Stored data
────────────────────────────────────────

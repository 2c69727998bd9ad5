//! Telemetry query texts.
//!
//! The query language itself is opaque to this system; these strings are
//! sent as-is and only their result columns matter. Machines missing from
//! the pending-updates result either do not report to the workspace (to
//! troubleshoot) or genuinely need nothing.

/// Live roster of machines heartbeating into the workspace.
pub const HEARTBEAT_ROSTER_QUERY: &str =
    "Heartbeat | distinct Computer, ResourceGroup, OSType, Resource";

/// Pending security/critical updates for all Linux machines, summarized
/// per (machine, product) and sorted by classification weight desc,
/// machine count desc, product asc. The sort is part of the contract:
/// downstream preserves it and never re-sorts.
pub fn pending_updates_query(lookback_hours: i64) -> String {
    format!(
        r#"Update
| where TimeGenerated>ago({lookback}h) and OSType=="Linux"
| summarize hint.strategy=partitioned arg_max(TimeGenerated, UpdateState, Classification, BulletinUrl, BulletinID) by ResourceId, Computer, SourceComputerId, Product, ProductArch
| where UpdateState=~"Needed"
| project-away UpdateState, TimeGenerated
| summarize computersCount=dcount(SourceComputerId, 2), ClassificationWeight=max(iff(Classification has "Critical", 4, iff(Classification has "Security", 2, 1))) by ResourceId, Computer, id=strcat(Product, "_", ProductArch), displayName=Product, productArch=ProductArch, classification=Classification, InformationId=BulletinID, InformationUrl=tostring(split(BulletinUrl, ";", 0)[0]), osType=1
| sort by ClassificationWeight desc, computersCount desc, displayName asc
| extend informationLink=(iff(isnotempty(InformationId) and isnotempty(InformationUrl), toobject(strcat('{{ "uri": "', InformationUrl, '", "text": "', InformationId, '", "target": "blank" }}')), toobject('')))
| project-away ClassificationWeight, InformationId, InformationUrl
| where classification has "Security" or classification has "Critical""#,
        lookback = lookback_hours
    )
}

────────────────────────────────────────

Starting at the line that contains "where classification has", reproduce each line through the end of the records exactly, both ends included.

| where classification has "Security" or classification has "Critical""#,
        lookback = lookback_hours
    )
}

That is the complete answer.